use anyhow::{Context, Result};
use serde::{Deserialize, Serialize};
use std::fs;
use std::path::{Path, PathBuf};
use std::time::Duration;

use crate::codec::RepoCoords;
use crate::retry::{Backoff, RetryPolicy};
use crate::store::DEFAULT_API_BASE;

/// Upper bound for `base_delay_secs` (one hour).
pub const MAX_BASE_DELAY_SECS: f64 = 3600.0;

/// Retry policy parameters (optional section in config.toml).
#[derive(Debug, Clone, PartialEq, Serialize, Deserialize)]
pub struct RetryConfig {
    /// Maximum number of attempts per remote call (including the first).
    pub max_attempts: u32,
    /// Delay before the first retry, in seconds (e.g. 0.5 = 500ms).
    pub base_delay_secs: f64,
    /// "exponential" (default) or "linear".
    #[serde(default)]
    pub backoff: Backoff,
}

impl Default for RetryConfig {
    fn default() -> Self {
        Self {
            max_attempts: 3,
            base_delay_secs: 1.0,
            backoff: Backoff::Exponential,
        }
    }
}

impl RetryConfig {
    /// Negative or non-finite delays are treated as zero; the rest is capped
    /// at [`MAX_BASE_DELAY_SECS`].
    pub fn to_policy(&self) -> RetryPolicy {
        let secs = if self.base_delay_secs.is_finite() {
            self.base_delay_secs.clamp(0.0, MAX_BASE_DELAY_SECS)
        } else {
            0.0
        };
        RetryPolicy::new(
            self.max_attempts,
            Duration::from_secs_f64(secs),
            self.backoff,
        )
    }
}

/// Global configuration loaded from `~/.config/gharc/config.toml`.
#[derive(Debug, Clone, PartialEq, Serialize, Deserialize)]
pub struct GharcConfig {
    /// Repository owner (user or organization). Empty until configured.
    pub owner: String,
    /// Repository that stores uploads and archives.
    pub repo: String,
    /// Branch every read and write targets.
    pub branch: String,
    /// REST API root; change for GitHub Enterprise.
    pub api_base: String,
    /// Optional User-Agent override.
    #[serde(default)]
    pub user_agent: Option<String>,
    /// Optional per-request timeout in seconds.
    #[serde(default)]
    pub timeout_secs: Option<u64>,
    /// Optional retry policy; if missing, built-in defaults are used.
    #[serde(default)]
    pub retry: Option<RetryConfig>,
}

impl Default for GharcConfig {
    fn default() -> Self {
        Self {
            owner: String::new(),
            repo: String::new(),
            branch: "main".to_string(),
            api_base: DEFAULT_API_BASE.to_string(),
            user_agent: None,
            timeout_secs: None,
            retry: None,
        }
    }
}

impl GharcConfig {
    pub fn retry_policy(&self) -> RetryPolicy {
        self.retry.clone().unwrap_or_default().to_policy()
    }

    /// Repository coordinates; fails if owner or repo is still unset.
    pub fn coords(&self) -> Result<RepoCoords> {
        if self.owner.trim().is_empty() || self.repo.trim().is_empty() {
            anyhow::bail!(
                "repository not configured: set `owner` and `repo` in {} or pass --owner/--repo",
                config_path()
                    .map(|p| p.display().to_string())
                    .unwrap_or_else(|_| "config.toml".to_string())
            );
        }
        Ok(RepoCoords::new(
            self.owner.trim(),
            self.repo.trim(),
            self.branch.trim(),
        ))
    }
}

pub fn config_path() -> Result<PathBuf> {
    let xdg_dirs = xdg::BaseDirectories::with_prefix("gharc")?;
    Ok(xdg_dirs.place_config_file("config.toml")?)
}

/// Load configuration from disk, creating a default file if none exists.
pub fn load_or_init() -> Result<GharcConfig> {
    load_or_init_at(&config_path()?)
}

/// Same as [`load_or_init`] for an explicit path.
pub fn load_or_init_at(path: &Path) -> Result<GharcConfig> {
    if !path.exists() {
        let default_cfg = GharcConfig::default();
        let toml = toml::to_string_pretty(&default_cfg)?;
        if let Some(parent) = path.parent() {
            fs::create_dir_all(parent)?;
        }
        fs::write(path, toml).with_context(|| format!("writing {}", path.display()))?;
        tracing::info!("created default config at {}", path.display());
        return Ok(default_cfg);
    }

    let data =
        fs::read_to_string(path).with_context(|| format!("reading {}", path.display()))?;
    let cfg: GharcConfig =
        toml::from_str(&data).with_context(|| format!("parsing {}", path.display()))?;
    Ok(cfg)
}
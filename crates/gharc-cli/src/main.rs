use gharc_core::logging;

mod cli;

use crate::cli::CliCommand;

#[tokio::main]
async fn main() {
    if let Err(err) = logging::init_logging() {
        logging::init_logging_stderr();
        tracing::warn!("file logging unavailable, using stderr: {:#}", err);
    }

    if let Err(err) = CliCommand::run_from_args().await {
        eprintln!("gharc error: {:#}", err);
        std::process::exit(1);
    }
}
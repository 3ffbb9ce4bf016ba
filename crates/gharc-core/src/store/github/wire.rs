//! JSON shapes of the GitHub contents API.

use serde::{Deserialize, Serialize};

use crate::store::{DirEntry, EntryKind};

/// `GET /repos/{owner}/{repo}/contents/{path}` answers with an array for
/// directories and an object for files.
#[derive(Debug, Deserialize)]
#[serde(untagged)]
pub(super) enum ContentsResponse {
    Listing(Vec<ListingEntry>),
    File(FileObject),
}

#[derive(Debug, Deserialize)]
#[serde(rename_all = "lowercase")]
pub(super) enum EntryType {
    File,
    Dir,
    #[serde(other)]
    Other,
}

#[derive(Debug, Deserialize)]
pub(super) struct ListingEntry {
    #[serde(rename = "type")]
    pub kind: EntryType,
    pub name: String,
    pub path: String,
}

impl From<ListingEntry> for DirEntry {
    fn from(e: ListingEntry) -> Self {
        let kind = match e.kind {
            EntryType::File => EntryKind::File,
            EntryType::Dir => EntryKind::Dir,
            EntryType::Other => EntryKind::Other,
        };
        DirEntry {
            name: e.name,
            path: e.path,
            kind,
        }
    }
}

#[derive(Debug, Deserialize)]
pub(super) struct FileObject {
    pub path: String,
    pub sha: String,
    /// Base64 with embedded newlines; empty for files above the API's inline limit.
    #[serde(default)]
    pub content: String,
    /// `"base64"`, or `"none"` when the content was too large to inline.
    #[serde(default)]
    pub encoding: Option<String>,
}

impl FileObject {
    pub fn is_inline(&self) -> bool {
        self.encoding.as_deref() == Some("base64")
    }
}

#[derive(Debug, Serialize)]
pub(super) struct PutBody<'a> {
    pub message: &'a str,
    pub content: &'a str,
    pub branch: &'a str,
    #[serde(skip_serializing_if = "Option::is_none")]
    pub sha: Option<&'a str>,
}

#[derive(Debug, Serialize)]
pub(super) struct DeleteBody<'a> {
    pub message: &'a str,
    pub sha: &'a str,
    pub branch: &'a str,
}

#[derive(Debug, Deserialize)]
pub(super) struct PutResponse {
    pub content: PutContent,
}

#[derive(Debug, Deserialize)]
pub(super) struct PutContent {
    pub sha: String,
    #[serde(default)]
    pub html_url: Option<String>,
}

#[derive(Debug, Deserialize)]
pub(super) struct ApiErrorBody {
    pub message: String,
}
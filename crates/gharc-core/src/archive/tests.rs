use super::*;
use crate::codec::ArchiveHeader;
use crate::layout::MediaKind;
use crate::retry::Backoff;
use crate::store::{MemoryStore, WriteOutcome};
use async_trait::async_trait;
use std::sync::Mutex;
use std::time::Duration;

fn coords() -> RepoCoords {
    RepoCoords::new("alice", "archive-store", "main")
}

fn service(store: &Arc<MemoryStore>) -> ArchiveService {
    ArchiveService::new(store.clone(), coords())
        .with_retry_policy(RetryPolicy::new(3, Duration::from_millis(10), Backoff::Linear))
}

fn image_link(name: &str) -> FileLink {
    FileLink {
        display_name: name.to_string(),
        stored_path: format!("diaries/images/1_abc123_{}", name),
        kind: MediaKind::Image,
    }
}

fn text_of(store: &MemoryStore, path: &str) -> String {
    String::from_utf8(store.get(path).expect("stored")).unwrap()
}

/// Applies writes and deletes, then answers the next `dropped` of them with a
/// 502 as if the response had been lost on the way back.
struct LostResponses {
    inner: Arc<MemoryStore>,
    dropped: Mutex<u32>,
}

impl LostResponses {
    fn new(inner: &Arc<MemoryStore>) -> Arc<Self> {
        Arc::new(Self {
            inner: Arc::clone(inner),
            dropped: Mutex::new(0),
        })
    }

    fn drop_next(&self, n: u32) {
        *self.dropped.lock().unwrap() = n;
    }

    fn take_drop(&self) -> bool {
        let mut left = self.dropped.lock().unwrap();
        if *left == 0 {
            return false;
        }
        *left -= 1;
        true
    }
}

#[async_trait]
impl RepoStore for LostResponses {
    async fn get_content(&self, path: &str) -> Result<Content, StoreError> {
        self.inner.get_content(path).await
    }

    async fn create_or_update(
        &self,
        path: &str,
        content: &EncodedContent,
        message: &str,
        revision_id: Option<&str>,
    ) -> Result<WriteOutcome, StoreError> {
        let outcome = self
            .inner
            .create_or_update(path, content, message, revision_id)
            .await?;
        if self.take_drop() {
            return Err(StoreError::from_status(502, "Bad Gateway"));
        }
        Ok(outcome)
    }

    async fn delete_file(
        &self,
        path: &str,
        message: &str,
        revision_id: &str,
    ) -> Result<(), StoreError> {
        self.inner.delete_file(path, message, revision_id).await?;
        if self.take_drop() {
            return Err(StoreError::from_status(502, "Bad Gateway"));
        }
        Ok(())
    }
}
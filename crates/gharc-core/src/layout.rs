//! Repository content layout: where uploads and archive documents live.
//!
//! Uploads go to `diaries/<kind-subdir>/<unique-name>`, archives to
//! `diaries/<year>/<month>/<day>-<slug>.md`, so a descending sort on the path
//! lists the newest archives first.

use chrono::{DateTime, Datelike, NaiveDate, Utc};
use rand::Rng;
use unicode_normalization::UnicodeNormalization;

/// Top-level directory holding every upload and archive.
pub const ROOT_DIR: &str = "diaries";

/// File suffix that marks an archive document.
pub const ARCHIVE_EXTENSION: &str = ".md";

/// MIME type reported when neither the content nor the name gives one away.
pub const FALLBACK_MIME: &str = "application/octet-stream";

/// Slug used when a title has no usable characters.
const DEFAULT_SLUG: &str = "archive";

const TOKEN_ALPHABET: &[u8] = b"0123456789abcdefghijklmnopqrstuvwxyz";
const TOKEN_LEN: usize = 6;

/// Media kind of an uploaded file; selects its subdirectory and how the
/// archive document links to it.
#[derive(Debug, Clone, Copy, PartialEq, Eq, Hash)]
pub enum MediaKind {
    Image,
    Video,
    Audio,
    Pdf,
    Other,
}

impl MediaKind {
    pub fn from_mime(mime: &str) -> Self {
        let mime = mime.trim().to_ascii_lowercase();
        if mime.starts_with("image/") {
            MediaKind::Image
        } else if mime.starts_with("video/") {
            MediaKind::Video
        } else if mime.starts_with("audio/") {
            MediaKind::Audio
        } else if mime == "application/pdf" {
            MediaKind::Pdf
        } else {
            MediaKind::Other
        }
    }

    pub fn subdirectory(self) -> &'static str {
        match self {
            MediaKind::Image => "images",
            MediaKind::Video => "videos",
            MediaKind::Audio => "audios",
            MediaKind::Pdf => "pdfs",
            MediaKind::Other => "attachments",
        }
    }
}

/// MIME type of an upload: sniffed from the leading bytes, else guessed from
/// the file extension.
///
/// Text formats such as SVG have no reliable magic, so a `text/*` sniff
/// defers to the extension when it knows better.
pub fn detect_mime(file_name: &str, bytes: &[u8]) -> String {
    let sniffed = infer::get(bytes).map(|t| t.mime_type());
    match sniffed {
        Some(mime) if !mime.starts_with("text/") => mime.to_string(),
        _ => mime_guess::from_path(file_name)
            .first_raw()
            .or(sniffed)
            .unwrap_or(FALLBACK_MIME)
            .to_string(),
    }
}

/// Keeps ASCII alphanumerics and CJK ideographs; everything else becomes `_`.
pub fn sanitize_base_name(name: &str) -> String {
    name.chars()
        .map(|c| {
            if c.is_ascii_alphanumeric() || ('\u{4e00}'..='\u{9fa5}').contains(&c) {
                c
            } else {
                '_'
            }
        })
        .collect()
}

/// Splits `name.ext`; names without a usable extension return `None`.
fn split_extension(name: &str) -> (&str, Option<&str>) {
    match name.rsplit_once('.') {
        Some((stem, ext)) if !stem.is_empty() && !ext.is_empty() => (stem, Some(ext)),
        _ => (name, None),
    }
}

/// Builds `<unix-millis>_<random>_<sanitized-base>[.<ext>]` for an upload.
pub fn unique_file_name(original: &str, now: DateTime<Utc>) -> String {
    let mut rng = rand::thread_rng();
    let token: String = (0..TOKEN_LEN)
        .map(|_| TOKEN_ALPHABET[rng.gen_range(0..TOKEN_ALPHABET.len())] as char)
        .collect();

    let (stem, ext) = split_extension(original);
    let base = sanitize_base_name(stem);
    match ext.map(|e| sanitize_base_name(e)) {
        Some(ext) => format!("{}_{}_{}.{}", now.timestamp_millis(), token, base, ext),
        None => format!("{}_{}_{}", now.timestamp_millis(), token, base),
    }
}

/// Repository path for an uploaded file of `kind`.
pub fn upload_path(kind: MediaKind, file_name: &str) -> String {
    format!("{}/{}/{}", ROOT_DIR, kind.subdirectory(), file_name)
}

/// Normalizes a title into a path-safe slug.
///
/// Strips accents (NFD, then drops combining marks), lowercases, turns
/// whitespace runs into `-`, drops anything that is not an ASCII word
/// character or `-`, and collapses repeated dashes.
pub fn slugify(title: &str) -> String {
    let folded: String = title
        .trim()
        .nfd()
        .filter(|c| !('\u{300}'..='\u{36f}').contains(c))
        .collect();
    let mut out = String::with_capacity(folded.len());
    let mut prev_dash = false;
    for c in folded.to_lowercase().chars() {
        let c = if c.is_whitespace() { '-' } else { c };
        if c == '-' {
            if !prev_dash {
                out.push('-');
            }
            prev_dash = true;
        } else if c.is_ascii_alphanumeric() || c == '_' {
            out.push(c);
            prev_dash = false;
        }
    }
    let slug = out.trim_matches('-');
    if slug.is_empty() {
        DEFAULT_SLUG.to_string()
    } else {
        slug.to_string()
    }
}

/// Repository path of the archive document created on `date` for `title`.
pub fn archive_path(date: NaiveDate, title: &str) -> String {
    format!(
        "{}/{:04}/{:02}/{:02}-{}{}",
        ROOT_DIR,
        date.year(),
        date.month(),
        date.day(),
        slugify(title),
        ARCHIVE_EXTENSION
    )
}

pub fn is_archive_document(name: &str) -> bool {
    name.ends_with(ARCHIVE_EXTENSION)
}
◆ ◆ ◆
Wherever the string "configuration" is found in the entries, copy the line it sits in.

/// Global configuration loaded from `~/.config/gharc/config.toml`.
/// Load configuration from disk, creating a default file if none exists.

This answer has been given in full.